### Required work
Reproduce the line containing "Merged region conflict" in the listing below, then every later line up to the end, precisely as written.

##### Data excerpts

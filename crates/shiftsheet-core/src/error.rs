//! Error types for shiftsheet-core

use thiserror::Error;

/// Result type alias using [`Error`]
pub type Result<T> = std::result::Result<T, Error>;

/// Errors that can occur in shiftsheet-core
#[derive(Debug, Error)]
pub enum Error {
    /// Invalid cell address format
    #[error("Invalid cell address: {0}")]
    InvalidAddress(String),

    /// Invalid cell range format
    #[error("Invalid cell range: {0}")]
    InvalidRange(String),

    /// Row index out of bounds
    #[error("Row index {0} out of bounds (max: {1})")]
    RowOutOfBounds(u32, u32),

    /// Column index out of bounds
    #[error("Column index {0} out of bounds (max: {1})")]
    ColumnOutOfBounds(u16, u16),

    /// Merged region conflict
    #[error("Range {0} overlaps an existing merged region")]
    MergedRegionOverlap(String),

    /// Generic error with message
    #[error("{0}")]
    Other(String),
}

impl Error {
    /// Create a new "other" error with a message
    pub fn other<S: Into<String>>(msg: S) -> Self {
        Error::Other(msg.into())
    }
}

##########

### Result of this task
    /// Merged region conflict
    #[error("Range {0} overlaps an existing merged region")]
    MergedRegionOverlap(String),

    /// Generic error with message
    #[error("{0}")]
    Other(String),
}

impl Error {
    /// Create a new "other" error with a message
    pub fn other<S: Into<String>>(msg: S) -> Self {
        Error::Other(msg.into())
    }
}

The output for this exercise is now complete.